In November, he was sidelined due to a serious knee injury which required surgery.

===RG Ticino===
In August 2021, after having guided Seregno to Serie C as a head coach, França decided to accept an offer as a player for Serie D team RG Ticino. He successively left the club by the end of December and retired again from active football.

==Coaching career==
On 2 March 2021, while still recovering from injury, his club Seregno announced to have promoted França as head coach of the Serie D club. Under his tenure, Seregno managed to climb up the table and win promotion to Serie C with one game still in hand, thus bringing back the Lombardian club to professional football for the first time since 1982. Despite his successes, on 24 July 2021 Seregno announced França was not confirmed as head coach for the club's upcoming Serie C campaign.
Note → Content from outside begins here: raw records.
//! CLI command definitions.
//!
//! This module defines the structure of all CLI subcommands.

use std::path::PathBuf;

use clap::{Args, Subcommand, ValueEnum};

/// List command arguments.
#[derive(Debug, Args)]
pub struct ListCommand {
    /// Only show alerts that have not been disclosed
    #[arg(short, long)]
    pub undisclosed: bool,

    /// Maximum number of alerts to show
    #[arg(short, long)]
    pub limit: Option<usize>,

    /// Output format
    #[arg(short, long, value_enum, default_value = "plain")]
    pub format: OutputFormat,
}

/// Purge command arguments.
///
/// With neither flag set, both kinds of alerts are purged.
#[derive(Debug, Args)]
pub struct PurgeCommand {
    /// Delete alerts older than the retention window
    #[arg(short, long)]
    pub expired: bool,

    /// Delete alerts that have been disclosed
    #[arg(short, long)]
    pub disclosed: bool,
}

impl PurgeCommand {
    /// Whether expired alerts should be deleted.
    #[must_use]
    pub fn purge_expired(&self) -> bool {
        self.expired || !self.disclosed
    }

    /// Whether disclosed alerts should be deleted.
    #[must_use]
    pub fn purge_disclosed(&self) -> bool {
        self.disclosed || !self.expired
    }
}

/// Publish command arguments.
#[derive(Debug, Args)]
pub struct PublishCommand {
    /// Alert text to publish
    pub message: String,

    /// Topic to publish to (defaults to the configured alert topic)
    #[arg(short, long)]
    pub topic: Option<String>,
}

/// Status command arguments.
#[derive(Debug, Args)]
pub struct StatusCommand {
    /// Output as JSON
    #[arg(short, long)]
    pub json: bool,
}

/// Configuration commands.
#[derive(Debug, Subcommand)]
pub enum ConfigCommand {
    /// Show current configuration
    Show {
        /// Output as JSON
        #[arg(short, long)]
        json: bool,
    },

    /// Show the configuration file path
    Path,

    /// Validate configuration
    Validate {
        /// Path to configuration file to validate
        #[arg(short, long)]
        file: Option<PathBuf>,
    },
}

/// Output format for commands.
#[derive(Debug, Clone, Copy, PartialEq, Eq, Default, ValueEnum)]
pub enum OutputFormat {
    /// Plain text output
    #[default]
    Plain,
    /// Formatted table
    Table,
    /// JSON output
    Json,
}

#[cfg(test)]
mod tests {
    use super::*;

    #[test]
    fn test_output_format_default() {
        assert_eq!(OutputFormat::default(), OutputFormat::Plain);
    }

    #[test]
    fn test_purge_defaults_to_both() {
        let cmd = PurgeCommand {
            expired: false,
            disclosed: false,
        };
        assert!(cmd.purge_expired());
        assert!(cmd.purge_disclosed());
    }

    #[test]
    fn test_purge_single_flag() {
        let expired_only = PurgeCommand {
            expired: true,
            disclosed: false,
        };
        assert!(expired_only.purge_expired());
        assert!(!expired_only.purge_disclosed());

        let disclosed_only = PurgeCommand {
            expired: false,
            disclosed: true,
        };
        assert!(!disclosed_only.purge_expired());
        assert!(disclosed_only.purge_disclosed());
    }

    #[test]
    fn test_purge_both_flags() {
        let cmd = PurgeCommand {
            expired: true,
            disclosed: true,
        };
        assert!(cmd.purge_expired());
        assert!(cmd.purge_disclosed());
    }

    #[test]
    fn test_list_command_debug() {
        let cmd = ListCommand {
            undisclosed: true,
            limit: Some(5),
            format: OutputFormat::Table,
        };
        let debug_str = format!("{cmd:?}");
        assert!(debug_str.contains("undisclosed"));
        assert!(debug_str.contains("Table"));
    }

    #[test]
    fn test_config_command_debug() {
        let cmd = ConfigCommand::Show { json: false };
        let debug_str = format!("{cmd:?}");
        assert!(debug_str.contains("Show"));
    }
}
In the summer of 2023, França accepted an offer from Sampdoria to be the club's new under-18 coach. He successively worked as Under-19 coach at Pro Vercelli from July 2024 to January 2025.

==Honours==
===Player===
- club
- Serie D group stage winner: 2015 (Cuneo)
- Serie D group stage runner-up and promotion playoffs winner: 2017 (Triestina)
- Eccellenza group stage runner-up (Liguria) and promotion playoffs winner: 2010 (Caperanese)
- individual
- Serie D Group A topscorer: 2015 (Cuneo)
- Eccellenza Liguria topscorer: 2010 (Caperanese)

===Manager===
Seregno
- Serie D Girone B: 2020–21

==Personal life==
Cassiano Bodini is his brother-in-law.